2. IT TRIED TO NORMALISE AN ABNORMAL SITUATION.
In most functioning housing markets, moving home is a temporary fallback, not a government-endorsed financial strategy.
3. IT TRIED TO IGNORE STRUCTURAL GOVERNMENT FAILURES
Ireland’s crisis is not about individual choices. It is the result of decades of poor Government policies that led to:
- Chronic undersupply of social homes
- Overreliance on the private market to provide homes
- Slow & lengthy planning processes
- Inadequate investment in social housing
- Reactive housing policymaking (i.e RPZ implementation)
A video suggesting otherwise felt tone-deaf because it was tone-deaf.
The Real Fix – Mobilise the €14 Billion Apple Tax to Rapidly Expand Housing Supply
Ireland is sitting on a once-in-a-lifetime opportunity – €14 billion TAX-FREE money that isn’t of the taxpayer, and can fundamentally reset the housing system. This money was due to be collected since 2016 and the Irish government finally collected the money in full in July 2025.
However, this money is now tied up in the National Development Plan – a well-intentioned but unclear plan that focuses on long-term, less urgent infrastructure projects.
The housing crisis is urgent, and should be treated as such!
This money will not fix the housing crisis, but it can sure as hell put a massive dent in it. If it is deployed strategically, transparently, and intentionally, it can:
- Greatly Expand social housing and stabilise both rents and house prices nationally
- Purchase and refurbish vacant stock for social housing delivery
- Accelerate the adoption of modular & modern methods of construction nationwide
- Reduce Ireland’s over-reliance on private developers
- Eliminate homelessness
- Restore dignity and hope in young Irish adults and encourage them to stay in Ireland
- Reduce the number of young Irish adults forced to move back in with their parents.
- Encourage young couples to fulfill their dreams of starting a family
- Prevent videos like the above from being made in the first place
- And restore credibility after years of crisis management…
Just to name a few.
I have already written numerous posts advocating for the government to allocate this money specifically to fixing the housing crisis and nothing else, as well as suggestions on how and where to deploy it.

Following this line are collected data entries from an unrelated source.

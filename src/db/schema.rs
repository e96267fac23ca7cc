//! Database row types and their table metadata.

use crate::db::query::{Column, ColumnKind, Entity};
use chrono::{DateTime, NaiveDate, Utc};
use serde::{Deserialize, Serialize};
use sqlx::FromRow;
use std::fmt;
use std::str::FromStr;
use thiserror::Error;
use utoipa::ToSchema;
use uuid::Uuid;

/// Reference DDL for the `users` and `profiles` tables.
pub const SCHEMA_SQL: &str = include_str!("schema.sql");

/// Gender recorded on a profile.
#[derive(Debug, Clone, Copy, PartialEq, Eq, Hash, Serialize, Deserialize, ToSchema)]
pub enum Gender {
    /// Male.
    Male,
    /// Female.
    Female,
    /// Transgender.
    Transgender,
}

impl Gender {
    /// Every accepted spelling, as stored in the database.
    pub const VALUES: &'static [&'static str] = &["Male", "Female", "Transgender"];

    /// Returns the stored representation.
    #[must_use]
    pub fn as_str(&self) -> &'static str {
        match self {
            Self::Male => "Male",
            Self::Female => "Female",
            Self::Transgender => "Transgender",
        }
    }
}

impl fmt::Display for Gender {
    fn fmt(&self, f: &mut fmt::Formatter<'_>) -> fmt::Result {
        f.write_str(self.as_str())
    }
}

/// Error for a gender value outside [`Gender::VALUES`].
#[derive(Debug, Error)]
#[error("invalid gender: {0}")]
pub struct InvalidGender(pub String);

impl FromStr for Gender {
    type Err = InvalidGender;

    fn from_str(s: &str) -> Result<Self, Self::Err> {
        match s {
            "Male" => Ok(Self::Male),
            "Female" => Ok(Self::Female),
            "Transgender" => Ok(Self::Transgender),
            other => Err(InvalidGender(other.to_string())),
        }
    }
}

impl TryFrom<String> for Gender {
    type Error = InvalidGender;

    fn try_from(value: String) -> Result<Self, Self::Error> {
        value.parse()
    }
}

/// User account row.
///
/// Created on sign-up by email, phone or single sign-on; remaining contact
/// details may be added later.
#[derive(Debug, Clone, PartialEq, Serialize, Deserialize, FromRow, ToSchema)]
pub struct User {
    /// Unique identifier.
    pub user_id: Uuid,
    /// Email address.
    pub email_id: Option<String>,
    /// Phone number.
    pub phone_number: Option<String>,
    /// Single sign-on provider (e.g. "google", "apple").
    pub auth_provider: Option<String>,
    /// Account identifier at the provider.
    pub provider_id: Option<String>,
    /// First name.
    pub first_name: Option<String>,
    /// Middle name.
    pub middle_name: Option<String>,
    /// Last name.
    pub last_name: Option<String>,
    /// Bookmarked profiles.
    pub bookmarks: String,
    /// Liked profiles.
    pub likes: String,
    /// Record creation timestamp.
    pub created_at: DateTime<Utc>,
    /// Last modification timestamp.
    pub modified_at: DateTime<Utc>,
}

const USER_MUTABLE_COLUMNS: &[Column] = &[
    Column::new("email_id", ColumnKind::Email),
    Column::new("phone_number", ColumnKind::NullableText),
    Column::new("auth_provider", ColumnKind::NullableText),
    Column::new("provider_id", ColumnKind::NullableText),
    Column::new("first_name", ColumnKind::NullableText),
    Column::new("middle_name", ColumnKind::NullableText),
    Column::new("last_name", ColumnKind::NullableText),
    Column::new("bookmarks", ColumnKind::Text),
    Column::new("likes", ColumnKind::Text),
];

impl Entity for User {
    const TABLE: &'static str = "users";
    const ID_COLUMN: &'static str = "user_id";
    const INSERT_COLUMNS: &'static [&'static str] = &[
        "user_id",
        "email_id",
        "phone_number",
        "auth_provider",
        "provider_id",
        "first_name",
        "middle_name",
        "last_name",
        "bookmarks",
        "likes",
        "created_at",
        "modified_at",
    ];
    const MUTABLE_COLUMNS: &'static [Column] = USER_MUTABLE_COLUMNS;
}

/// Matchmaking profile row, owned by a user.
///
/// A user may create any number of profiles; each is verified on request by
/// an administrator.
#[derive(Debug, Clone, PartialEq, Serialize, Deserialize, FromRow, ToSchema)]
pub struct Profile {
    /// Unique identifier.
    pub profile_id: Uuid,
    /// Owning user.
    pub user_id: Uuid,
    /// Contact email address.
    pub email_id: Option<String>,
    /// Contact phone number.
    pub phone_number: Option<String>,
    /// First name.
    pub first_name: String,
    /// Middle name.
    pub middle_name: String,
    /// Last name.
    pub last_name: String,
    /// Gender.
    #[sqlx(try_from = "String")]
    pub gender: Gender,
    /// Date of birth.
    pub birth_date: NaiveDate,
    /// Height, free-form (e.g. "5'8\"").
    pub height: String,
    /// Country of current residence.
    pub country_currently_residing: String,
    /// Countries of citizenship.
    pub citizen_of_countries: String,
    /// Annual income, free-form.
    pub annual_income: String,
    /// Personal assets.
    pub personal_assets: Option<String>,
    /// Medical history.
    pub medical_history: String,
    /// Profession.
    pub profession: Option<String>,
    /// Education.
    pub education: Option<String>,
    /// Religion.
    pub religion: Option<String>,
    /// Whether the owner asked for verification.
    pub is_verification_requested: bool,
    /// Whether an administrator verified the profile.
    pub is_verified: bool,
    /// Record creation timestamp.
    pub created_at: DateTime<Utc>,
    /// Last modification timestamp.
    pub modified_at: DateTime<Utc>,
}

const PROFILE_MUTABLE_COLUMNS: &[Column] = &[
    Column::new("email_id", ColumnKind::Email),
    Column::new("phone_number", ColumnKind::NullableText),
    Column::new("first_name", ColumnKind::Text),
    Column::new("middle_name", ColumnKind::Text),
    Column::new("last_name", ColumnKind::Text),
    Column::new("gender", ColumnKind::Enum(Gender::VALUES)),
    Column::new("birth_date", ColumnKind::Date),
    Column::new("height", ColumnKind::Text),
    Column::new("country_currently_residing", ColumnKind::Text),
    Column::new("citizen_of_countries", ColumnKind::Text),
    Column::new("annual_income", ColumnKind::Text),
    Column::new("personal_assets", ColumnKind::NullableText),
    Column::new("medical_history", ColumnKind::Text),
    Column::new("profession", ColumnKind::NullableText),
    Column::new("education", ColumnKind::NullableText),
    Column::new("religion", ColumnKind::NullableText),
    Column::new("is_verification_requested", ColumnKind::Bool),
    Column::new("is_verified", ColumnKind::Bool),
];

impl Entity for Profile {
    const TABLE: &'static str = "profiles";
    const ID_COLUMN: &'static str = "profile_id";
    const INSERT_COLUMNS: &'static [&'static str] = &[
        "profile_id",
        "user_id",
        "email_id",
        "phone_number",
        "first_name",
        "middle_name",
        "last_name",
        "gender",
        "birth_date",
        "height",
        "country_currently_residing",
        "citizen_of_countries",
        "annual_income",
        "personal_assets",
        "medical_history",
        "profession",
        "education",
        "religion",
        "is_verification_requested",
        "is_verified",
        "created_at",
        "modified_at",
    ];
    const MUTABLE_COLUMNS: &'static [Column] = PROFILE_MUTABLE_COLUMNS;
}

For more on this, please go HERE.
Final Thoughts – Real Action Speaks Louder Than PR Videos
The public backlash to the videos wasn’t just about optics, but years of frustration.
People do not want adapting and budgeting tips from government.
They want homes.
They want stability.
They want a functioning housing system.
By deploying the Apple tax windfall strategically to resolve the housing crisis, the State sends a clear message:
“We understand the frustration. We hear the criticism. And we are finally addressing the system, not the symptoms.”
Ireland has a historic opportunity to deliver all of the above with the €14 billion Apple tax windfall, it cannot fix this crisis with messaging, but it can fix it with action.
And the power to do so without putting immense strain on the taxpayer, is finally sitting in the State’s hands.